Ayrıca 6360 sayılı Yasanın Geçici 1. maddesinin d fıkrası “Bu fıkra kapsamında nakledilen personel bakımından nakil tarihinden önce doğmuş ve nakil tarihinde ödenmesi gereken borçlardan nakledilen kurum sorumlu tutulamaz. Kıdem tazminatına ilişkin hükümler saklıdır.” şeklinde düzenlenmiştir,
İş sözleşmesinin devri kendine özgü üçlü bir ilişki olup devreden işverenin, devralan işverenin ve de işçinin rızasının uyuşması sonucu ortaya çıkmaktadır. Devir işleminin gerçekleşmesinden itibaren iş ilişkisi sadece devralan işverenle işçi arasında devam eder.
Dosya içerisinde mevcut davacıya ait şahsi iş yeri dosyasının incelenmesinde, davacının … Belediyesinde çalışmaya başladığı, su ve kanalizasyon işçisi olarak çalışmasını aralıksız sürdürürken 31/03/2014 tarihinde 6360 sayılı kanunun gereği … Genel Müdürlüğüne devredildiği, davacının bu kapsamda 31/03/2014 tarihinden itibaren … bünyesinde görev yaparken 14/01/2015 tarihinde emekli olduğu ve eldeki dosyada tüm çalışma döneminde kullanamadığı izin alacağının davalıdan tahsilini istediği, Mahkemece, nakledilen personel bakımından nakil tarihinden önce doğmuş ve nakil tarihinde ödenmesi gereken alacaklardan nakledilen kurumun sorumlu tutulamayacağı gerekçesiyle davanın husumet yokluğu nedeniyle reddine karar verildiği anlaşılmaktadır. Ancak yıllık ücretli izin hakkının ücrete dönüşmesi iş sözleşmesinin sona ermesinden sonra ortaya çıkacağından, sözleşme devri düzenlemesinin esas amacı olan feshin son çare olması ilkesi ışığında sözleşmenin devamını sağlamayı amaçladığından dolayı sözleşmenin devrini kabul ettiğimizde sözleşmenin sürdüğünden bahisle yıllık ücretli izin hakkının alacak hakkına dönüşmesi ve devreden işverenin sorumluluk durumunun ortadan kalkmasından dolayı devreden işverenin yıllık ücretli izin alacağından sorumluluğu söz konusu olamayacaktır.
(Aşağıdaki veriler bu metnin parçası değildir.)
//! Server-Sent Events (SSE) utilities
//!
//! Forwards [`MonitorEvent`]s from an [`EventBus`] to an SSE client with a
//! periodic heartbeat so idle connections stay open.

use crate::events::EventBus;
use axum::response::sse::{Event, KeepAlive, Sse};
use futures::stream::Stream;
use std::convert::Infallible;
use std::time::Duration;
use tokio::sync::broadcast::error::RecvError;
use tracing::{debug, info, warn};

const HEARTBEAT_INTERVAL: Duration = Duration::from_secs(15);

/// Create an SSE stream of monitor events
///
/// # Arguments
/// * `service_name` - Name of the service for logging (e.g., "muxbot-monitor")
/// * `bus` - Event bus to subscribe to
pub fn create_event_sse_stream(
    service_name: &'static str,
    bus: &EventBus,
) -> Sse<impl Stream<Item = Result<Event, Infallible>>> {
    info!("New SSE client connected to {} events", service_name);

    let mut rx = bus.subscribe();

    let stream = async_stream::stream! {
        yield Ok(Event::default()
            .event("ConnectionStatus")
            .data("connected"));

        loop {
            tokio::select! {
                _ = tokio::time::sleep(HEARTBEAT_INTERVAL) => {
                    debug!("SSE: Sending heartbeat");
                    yield Ok(Event::default().comment("heartbeat"));
                }

                received = rx.recv() => {
                    match received {
                        Ok(event) => match serde_json::to_string(&event) {
                            Ok(json) => {
                                yield Ok(Event::default().event(event.event_type()).data(json));
                            }
                            Err(e) => warn!("SSE: Failed to serialize event: {}", e),
                        },
                        Err(RecvError::Lagged(skipped)) => {
                            warn!("SSE: client lagged, {} events dropped", skipped);
                        }
                        Err(RecvError::Closed) => {
                            info!("SSE: {} event bus closed", service_name);
                            break;
                        }
                    }
                }
            }
        }
    };

    Sse::new(stream).keep_alive(KeepAlive::new().interval(HEARTBEAT_INTERVAL).text("heartbeat"))
}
Bu nedenlerle Mahkemece işin esasına girilerek karar verilmesi gerekirken davanın husumet yokluğu nedeniyle reddine karar verilmesi hatalı olup bozmayı gerektirmiştir.
SONUÇ: Temyiz olunan kararın, yukarıda yazılı sebeplerden dolayı BOZULMASINA, peşin alınan temyiz harcının istek halinde ilgiliye iadesine, 26/11/2018 tarihinde oybirliği ile karar verildi.